Work instruction:
Only the lines from the top of the data through the one with "and tests use." are to be written out, each exactly as it stands.

(Collected data entries)
========
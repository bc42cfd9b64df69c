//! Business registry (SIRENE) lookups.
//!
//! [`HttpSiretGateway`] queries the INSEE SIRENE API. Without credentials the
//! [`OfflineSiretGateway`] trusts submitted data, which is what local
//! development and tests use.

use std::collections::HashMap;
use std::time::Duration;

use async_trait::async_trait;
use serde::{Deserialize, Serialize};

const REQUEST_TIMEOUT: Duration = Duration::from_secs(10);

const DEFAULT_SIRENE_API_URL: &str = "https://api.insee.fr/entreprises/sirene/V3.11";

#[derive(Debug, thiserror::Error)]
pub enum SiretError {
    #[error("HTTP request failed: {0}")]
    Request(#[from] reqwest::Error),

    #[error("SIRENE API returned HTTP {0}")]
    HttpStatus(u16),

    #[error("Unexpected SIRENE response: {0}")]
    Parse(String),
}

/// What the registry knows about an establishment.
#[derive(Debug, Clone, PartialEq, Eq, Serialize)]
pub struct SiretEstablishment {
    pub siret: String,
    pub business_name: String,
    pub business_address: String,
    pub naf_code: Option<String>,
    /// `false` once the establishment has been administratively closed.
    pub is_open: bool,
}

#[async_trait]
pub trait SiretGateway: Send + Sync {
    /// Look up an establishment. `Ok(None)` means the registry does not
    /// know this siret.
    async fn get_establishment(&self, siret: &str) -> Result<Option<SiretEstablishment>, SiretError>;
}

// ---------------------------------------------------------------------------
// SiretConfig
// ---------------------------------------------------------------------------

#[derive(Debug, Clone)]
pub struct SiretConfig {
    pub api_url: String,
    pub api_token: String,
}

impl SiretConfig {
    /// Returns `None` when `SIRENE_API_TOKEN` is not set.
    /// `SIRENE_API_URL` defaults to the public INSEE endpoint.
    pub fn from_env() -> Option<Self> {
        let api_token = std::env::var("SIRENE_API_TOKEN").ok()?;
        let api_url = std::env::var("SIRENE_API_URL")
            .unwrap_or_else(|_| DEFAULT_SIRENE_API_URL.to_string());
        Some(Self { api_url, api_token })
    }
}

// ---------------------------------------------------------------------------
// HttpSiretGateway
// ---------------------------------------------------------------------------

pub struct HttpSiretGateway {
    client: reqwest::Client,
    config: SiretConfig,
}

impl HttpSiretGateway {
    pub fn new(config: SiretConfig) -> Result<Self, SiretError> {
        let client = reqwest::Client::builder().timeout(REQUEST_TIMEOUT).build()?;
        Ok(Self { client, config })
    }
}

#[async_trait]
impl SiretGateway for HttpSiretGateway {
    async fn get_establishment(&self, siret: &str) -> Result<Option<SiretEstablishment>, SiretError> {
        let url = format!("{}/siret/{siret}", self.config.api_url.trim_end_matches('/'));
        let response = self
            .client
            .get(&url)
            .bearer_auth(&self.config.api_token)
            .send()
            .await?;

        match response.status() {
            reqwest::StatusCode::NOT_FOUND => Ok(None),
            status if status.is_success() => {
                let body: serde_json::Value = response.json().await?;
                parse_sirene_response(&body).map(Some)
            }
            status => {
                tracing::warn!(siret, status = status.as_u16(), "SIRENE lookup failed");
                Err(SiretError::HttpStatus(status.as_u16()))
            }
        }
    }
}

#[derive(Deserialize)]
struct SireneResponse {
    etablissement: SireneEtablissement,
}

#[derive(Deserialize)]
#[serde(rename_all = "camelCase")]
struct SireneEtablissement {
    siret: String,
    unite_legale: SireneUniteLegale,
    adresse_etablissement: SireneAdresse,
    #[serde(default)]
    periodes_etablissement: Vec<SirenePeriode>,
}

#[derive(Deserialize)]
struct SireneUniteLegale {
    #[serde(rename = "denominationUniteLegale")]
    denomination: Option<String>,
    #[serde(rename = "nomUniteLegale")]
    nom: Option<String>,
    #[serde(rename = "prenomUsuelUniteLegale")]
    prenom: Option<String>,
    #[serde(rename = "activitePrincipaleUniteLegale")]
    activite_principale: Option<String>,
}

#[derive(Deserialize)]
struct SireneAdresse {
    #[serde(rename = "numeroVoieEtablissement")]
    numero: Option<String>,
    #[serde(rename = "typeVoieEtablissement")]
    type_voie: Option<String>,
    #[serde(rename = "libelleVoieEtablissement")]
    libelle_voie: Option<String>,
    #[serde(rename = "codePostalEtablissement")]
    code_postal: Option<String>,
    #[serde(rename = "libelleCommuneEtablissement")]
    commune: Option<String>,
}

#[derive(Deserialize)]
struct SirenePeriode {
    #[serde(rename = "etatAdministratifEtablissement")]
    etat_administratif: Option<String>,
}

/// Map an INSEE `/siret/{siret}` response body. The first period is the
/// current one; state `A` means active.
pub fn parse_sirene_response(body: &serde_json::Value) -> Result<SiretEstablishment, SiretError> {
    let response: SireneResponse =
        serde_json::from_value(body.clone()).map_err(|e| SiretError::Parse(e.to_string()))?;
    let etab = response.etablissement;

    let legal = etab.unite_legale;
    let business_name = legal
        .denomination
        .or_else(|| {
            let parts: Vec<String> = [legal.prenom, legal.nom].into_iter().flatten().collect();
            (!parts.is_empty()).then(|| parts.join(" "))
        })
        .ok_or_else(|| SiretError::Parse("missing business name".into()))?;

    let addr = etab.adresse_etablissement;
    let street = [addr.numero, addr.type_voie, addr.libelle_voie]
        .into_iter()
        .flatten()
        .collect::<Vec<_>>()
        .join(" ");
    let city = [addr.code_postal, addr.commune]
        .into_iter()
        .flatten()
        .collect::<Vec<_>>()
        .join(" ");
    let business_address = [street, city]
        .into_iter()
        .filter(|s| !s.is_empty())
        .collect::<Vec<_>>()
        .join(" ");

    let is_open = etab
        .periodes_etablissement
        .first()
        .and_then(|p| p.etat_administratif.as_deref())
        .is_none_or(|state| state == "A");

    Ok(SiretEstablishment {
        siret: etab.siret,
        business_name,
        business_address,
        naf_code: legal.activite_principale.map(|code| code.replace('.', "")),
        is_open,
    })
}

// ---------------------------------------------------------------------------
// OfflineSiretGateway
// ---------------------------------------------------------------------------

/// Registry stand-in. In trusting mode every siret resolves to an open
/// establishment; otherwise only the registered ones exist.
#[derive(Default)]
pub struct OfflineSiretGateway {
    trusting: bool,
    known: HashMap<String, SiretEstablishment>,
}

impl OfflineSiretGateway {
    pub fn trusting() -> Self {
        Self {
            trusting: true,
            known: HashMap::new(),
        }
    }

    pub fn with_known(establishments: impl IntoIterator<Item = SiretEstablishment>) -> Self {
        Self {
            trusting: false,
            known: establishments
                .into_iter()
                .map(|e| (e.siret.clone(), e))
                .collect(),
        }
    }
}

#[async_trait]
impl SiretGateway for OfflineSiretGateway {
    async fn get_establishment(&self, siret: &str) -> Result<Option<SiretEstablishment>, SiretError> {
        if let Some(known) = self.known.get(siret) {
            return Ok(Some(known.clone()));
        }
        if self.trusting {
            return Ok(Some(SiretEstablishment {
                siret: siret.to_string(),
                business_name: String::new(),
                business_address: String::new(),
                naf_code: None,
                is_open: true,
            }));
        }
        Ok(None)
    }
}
========
Written response:
repository bc42cfd9b64df69c
//! Business registry (SIRENE) lookups.
//!
//! [`HttpSiretGateway`] queries the INSEE SIRENE API. Without credentials the
//! [`OfflineSiretGateway`] trusts submitted data, which is what local
//! development and tests use.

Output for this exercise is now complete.